- Problem requirements: From the entries below, return every line that includes the word "plan".

Collected data entries:
»»
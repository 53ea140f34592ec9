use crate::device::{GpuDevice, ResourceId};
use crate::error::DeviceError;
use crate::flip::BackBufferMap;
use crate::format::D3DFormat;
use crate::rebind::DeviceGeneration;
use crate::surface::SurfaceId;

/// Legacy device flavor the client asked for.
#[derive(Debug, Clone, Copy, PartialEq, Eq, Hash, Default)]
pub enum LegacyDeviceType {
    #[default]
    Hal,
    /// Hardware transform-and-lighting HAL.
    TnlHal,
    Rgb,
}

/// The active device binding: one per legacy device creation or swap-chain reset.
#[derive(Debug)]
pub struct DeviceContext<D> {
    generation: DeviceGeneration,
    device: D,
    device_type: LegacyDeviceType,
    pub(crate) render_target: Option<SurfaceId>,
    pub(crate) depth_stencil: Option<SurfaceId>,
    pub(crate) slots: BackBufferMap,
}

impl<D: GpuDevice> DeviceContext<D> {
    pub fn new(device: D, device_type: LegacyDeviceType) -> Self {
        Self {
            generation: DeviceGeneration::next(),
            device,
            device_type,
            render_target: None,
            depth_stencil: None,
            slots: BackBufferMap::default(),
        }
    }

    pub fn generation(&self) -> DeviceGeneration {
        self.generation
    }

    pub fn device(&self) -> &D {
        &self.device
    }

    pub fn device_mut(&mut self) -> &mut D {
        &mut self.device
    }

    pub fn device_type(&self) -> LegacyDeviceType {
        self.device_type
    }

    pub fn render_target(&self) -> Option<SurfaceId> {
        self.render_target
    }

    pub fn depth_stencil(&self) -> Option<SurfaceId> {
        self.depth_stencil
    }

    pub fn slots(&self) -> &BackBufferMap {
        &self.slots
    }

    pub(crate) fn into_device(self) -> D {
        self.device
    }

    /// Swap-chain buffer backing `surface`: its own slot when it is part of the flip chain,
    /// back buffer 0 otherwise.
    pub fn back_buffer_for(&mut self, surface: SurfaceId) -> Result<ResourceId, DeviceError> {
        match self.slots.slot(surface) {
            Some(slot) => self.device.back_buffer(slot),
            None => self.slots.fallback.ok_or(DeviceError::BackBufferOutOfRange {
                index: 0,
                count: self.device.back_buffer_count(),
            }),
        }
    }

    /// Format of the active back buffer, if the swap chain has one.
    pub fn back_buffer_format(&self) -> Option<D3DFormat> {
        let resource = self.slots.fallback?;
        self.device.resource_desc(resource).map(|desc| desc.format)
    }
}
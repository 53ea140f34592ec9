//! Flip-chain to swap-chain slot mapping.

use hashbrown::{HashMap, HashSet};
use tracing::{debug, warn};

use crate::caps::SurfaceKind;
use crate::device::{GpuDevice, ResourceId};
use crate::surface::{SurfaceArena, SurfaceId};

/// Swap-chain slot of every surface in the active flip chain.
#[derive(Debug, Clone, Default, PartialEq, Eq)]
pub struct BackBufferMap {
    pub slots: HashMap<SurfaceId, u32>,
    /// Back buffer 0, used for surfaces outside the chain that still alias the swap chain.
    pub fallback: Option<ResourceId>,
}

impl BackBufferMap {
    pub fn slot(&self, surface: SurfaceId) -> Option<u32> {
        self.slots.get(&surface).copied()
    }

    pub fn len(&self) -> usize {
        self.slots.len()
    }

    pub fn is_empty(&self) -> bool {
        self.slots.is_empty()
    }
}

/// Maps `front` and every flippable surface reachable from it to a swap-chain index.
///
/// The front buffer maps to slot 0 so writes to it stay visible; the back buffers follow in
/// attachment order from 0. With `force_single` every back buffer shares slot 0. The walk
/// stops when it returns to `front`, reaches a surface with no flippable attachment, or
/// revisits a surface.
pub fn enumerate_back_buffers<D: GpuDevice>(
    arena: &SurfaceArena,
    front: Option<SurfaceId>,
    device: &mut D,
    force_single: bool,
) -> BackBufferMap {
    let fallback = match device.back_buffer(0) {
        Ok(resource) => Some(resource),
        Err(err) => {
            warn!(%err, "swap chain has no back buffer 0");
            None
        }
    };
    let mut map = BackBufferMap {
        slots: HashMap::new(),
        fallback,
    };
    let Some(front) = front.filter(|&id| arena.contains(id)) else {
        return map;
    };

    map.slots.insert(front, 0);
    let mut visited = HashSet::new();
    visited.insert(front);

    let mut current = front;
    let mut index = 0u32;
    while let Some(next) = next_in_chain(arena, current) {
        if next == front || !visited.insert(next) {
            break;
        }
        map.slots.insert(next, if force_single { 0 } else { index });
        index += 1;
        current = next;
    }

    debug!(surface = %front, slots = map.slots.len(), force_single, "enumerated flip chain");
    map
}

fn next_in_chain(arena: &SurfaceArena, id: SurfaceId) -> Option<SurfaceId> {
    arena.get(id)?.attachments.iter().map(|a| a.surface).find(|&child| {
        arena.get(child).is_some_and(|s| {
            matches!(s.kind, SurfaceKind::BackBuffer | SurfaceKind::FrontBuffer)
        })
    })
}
««
»»
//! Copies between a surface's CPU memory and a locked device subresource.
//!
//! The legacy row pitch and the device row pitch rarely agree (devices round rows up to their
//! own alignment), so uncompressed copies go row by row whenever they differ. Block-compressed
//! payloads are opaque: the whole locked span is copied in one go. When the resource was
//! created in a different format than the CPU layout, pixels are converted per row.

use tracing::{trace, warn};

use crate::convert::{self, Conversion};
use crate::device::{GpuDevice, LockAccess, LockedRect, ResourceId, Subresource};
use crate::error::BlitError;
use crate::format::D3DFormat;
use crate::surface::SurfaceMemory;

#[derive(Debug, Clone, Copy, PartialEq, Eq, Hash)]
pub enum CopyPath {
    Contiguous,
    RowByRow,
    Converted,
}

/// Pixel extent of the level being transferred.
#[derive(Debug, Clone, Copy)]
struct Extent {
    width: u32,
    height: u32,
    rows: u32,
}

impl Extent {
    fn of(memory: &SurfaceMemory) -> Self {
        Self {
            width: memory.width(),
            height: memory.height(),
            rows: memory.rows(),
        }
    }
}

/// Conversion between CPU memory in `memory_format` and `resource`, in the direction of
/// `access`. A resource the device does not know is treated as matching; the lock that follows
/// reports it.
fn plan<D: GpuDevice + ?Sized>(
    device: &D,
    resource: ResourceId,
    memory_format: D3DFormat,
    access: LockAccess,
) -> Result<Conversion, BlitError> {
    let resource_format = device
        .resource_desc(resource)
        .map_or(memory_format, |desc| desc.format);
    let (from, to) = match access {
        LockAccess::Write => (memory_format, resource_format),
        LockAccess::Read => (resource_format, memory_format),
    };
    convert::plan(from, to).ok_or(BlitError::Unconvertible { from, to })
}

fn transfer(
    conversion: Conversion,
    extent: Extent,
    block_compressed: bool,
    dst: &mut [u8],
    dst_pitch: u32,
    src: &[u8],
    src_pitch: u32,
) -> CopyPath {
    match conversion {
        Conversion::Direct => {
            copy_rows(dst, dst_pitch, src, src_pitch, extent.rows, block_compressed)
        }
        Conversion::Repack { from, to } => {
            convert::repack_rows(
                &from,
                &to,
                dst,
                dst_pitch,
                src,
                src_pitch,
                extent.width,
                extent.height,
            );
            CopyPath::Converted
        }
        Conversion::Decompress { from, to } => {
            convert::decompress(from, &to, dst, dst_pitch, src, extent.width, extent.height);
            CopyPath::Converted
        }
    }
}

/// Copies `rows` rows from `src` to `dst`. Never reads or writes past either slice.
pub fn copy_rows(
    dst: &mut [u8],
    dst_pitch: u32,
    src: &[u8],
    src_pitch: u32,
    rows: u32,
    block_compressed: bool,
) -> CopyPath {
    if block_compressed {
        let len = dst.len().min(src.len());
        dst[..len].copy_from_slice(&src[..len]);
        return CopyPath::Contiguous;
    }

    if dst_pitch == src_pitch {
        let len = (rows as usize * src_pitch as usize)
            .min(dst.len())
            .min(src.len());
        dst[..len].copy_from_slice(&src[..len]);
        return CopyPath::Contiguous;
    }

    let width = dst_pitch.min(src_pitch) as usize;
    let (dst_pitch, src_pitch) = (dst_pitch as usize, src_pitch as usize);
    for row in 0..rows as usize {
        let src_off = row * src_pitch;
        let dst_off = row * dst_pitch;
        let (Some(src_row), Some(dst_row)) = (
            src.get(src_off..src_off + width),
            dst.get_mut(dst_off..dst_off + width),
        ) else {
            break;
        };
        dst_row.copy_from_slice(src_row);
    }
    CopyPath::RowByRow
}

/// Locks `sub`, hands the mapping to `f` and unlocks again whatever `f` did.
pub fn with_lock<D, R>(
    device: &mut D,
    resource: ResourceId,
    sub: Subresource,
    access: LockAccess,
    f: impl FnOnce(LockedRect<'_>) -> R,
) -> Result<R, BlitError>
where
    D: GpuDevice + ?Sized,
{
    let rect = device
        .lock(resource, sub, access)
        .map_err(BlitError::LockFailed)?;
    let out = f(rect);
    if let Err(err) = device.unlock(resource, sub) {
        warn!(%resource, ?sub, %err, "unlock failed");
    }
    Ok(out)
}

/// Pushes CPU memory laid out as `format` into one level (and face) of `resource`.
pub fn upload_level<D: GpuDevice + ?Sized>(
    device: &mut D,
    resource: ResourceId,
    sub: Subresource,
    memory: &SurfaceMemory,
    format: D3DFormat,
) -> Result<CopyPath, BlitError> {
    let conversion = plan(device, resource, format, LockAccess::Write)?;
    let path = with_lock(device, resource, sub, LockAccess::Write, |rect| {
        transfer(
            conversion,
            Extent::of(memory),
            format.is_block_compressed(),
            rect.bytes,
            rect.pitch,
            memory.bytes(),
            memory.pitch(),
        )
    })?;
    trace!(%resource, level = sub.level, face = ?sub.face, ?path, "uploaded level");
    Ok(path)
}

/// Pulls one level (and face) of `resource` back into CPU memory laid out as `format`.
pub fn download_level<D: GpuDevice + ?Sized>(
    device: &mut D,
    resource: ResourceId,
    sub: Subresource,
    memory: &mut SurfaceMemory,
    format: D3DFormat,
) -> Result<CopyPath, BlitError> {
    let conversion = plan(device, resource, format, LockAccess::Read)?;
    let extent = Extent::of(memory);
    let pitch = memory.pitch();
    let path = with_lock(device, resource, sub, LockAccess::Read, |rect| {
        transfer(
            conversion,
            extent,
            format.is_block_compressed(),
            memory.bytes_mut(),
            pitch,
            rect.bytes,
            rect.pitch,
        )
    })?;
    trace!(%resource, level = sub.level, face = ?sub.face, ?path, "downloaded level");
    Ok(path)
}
««
»»
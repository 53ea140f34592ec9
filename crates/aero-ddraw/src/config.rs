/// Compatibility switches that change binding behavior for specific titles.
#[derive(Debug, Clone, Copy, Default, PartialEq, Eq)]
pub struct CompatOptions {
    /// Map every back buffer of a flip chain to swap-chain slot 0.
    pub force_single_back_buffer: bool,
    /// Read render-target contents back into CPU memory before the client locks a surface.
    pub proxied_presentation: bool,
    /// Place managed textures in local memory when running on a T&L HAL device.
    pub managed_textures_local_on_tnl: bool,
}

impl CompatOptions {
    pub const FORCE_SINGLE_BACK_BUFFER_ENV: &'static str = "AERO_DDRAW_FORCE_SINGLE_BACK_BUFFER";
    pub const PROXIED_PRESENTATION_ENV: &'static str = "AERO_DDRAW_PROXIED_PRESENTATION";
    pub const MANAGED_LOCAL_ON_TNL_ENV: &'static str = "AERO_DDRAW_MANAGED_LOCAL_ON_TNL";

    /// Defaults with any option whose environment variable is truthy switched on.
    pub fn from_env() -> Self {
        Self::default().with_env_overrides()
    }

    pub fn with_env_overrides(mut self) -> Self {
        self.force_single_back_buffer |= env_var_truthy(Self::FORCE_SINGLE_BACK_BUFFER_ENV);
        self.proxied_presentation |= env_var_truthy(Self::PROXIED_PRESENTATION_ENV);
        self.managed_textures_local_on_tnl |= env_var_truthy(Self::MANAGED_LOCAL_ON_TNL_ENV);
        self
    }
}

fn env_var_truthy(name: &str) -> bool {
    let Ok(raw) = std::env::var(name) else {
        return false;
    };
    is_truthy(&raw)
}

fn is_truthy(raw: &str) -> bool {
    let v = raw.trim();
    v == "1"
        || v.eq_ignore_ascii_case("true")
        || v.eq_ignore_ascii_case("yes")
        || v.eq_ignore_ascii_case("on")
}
««
- Expected answer:
fn plan<D: GpuDevice + ?Sized>(
    convert::plan(from, to).ok_or(BlitError::Unconvertible { from, to })
    let conversion = plan(device, resource, format, LockAccess::Write)?;
    let conversion = plan(device, resource, format, LockAccess::Read)?;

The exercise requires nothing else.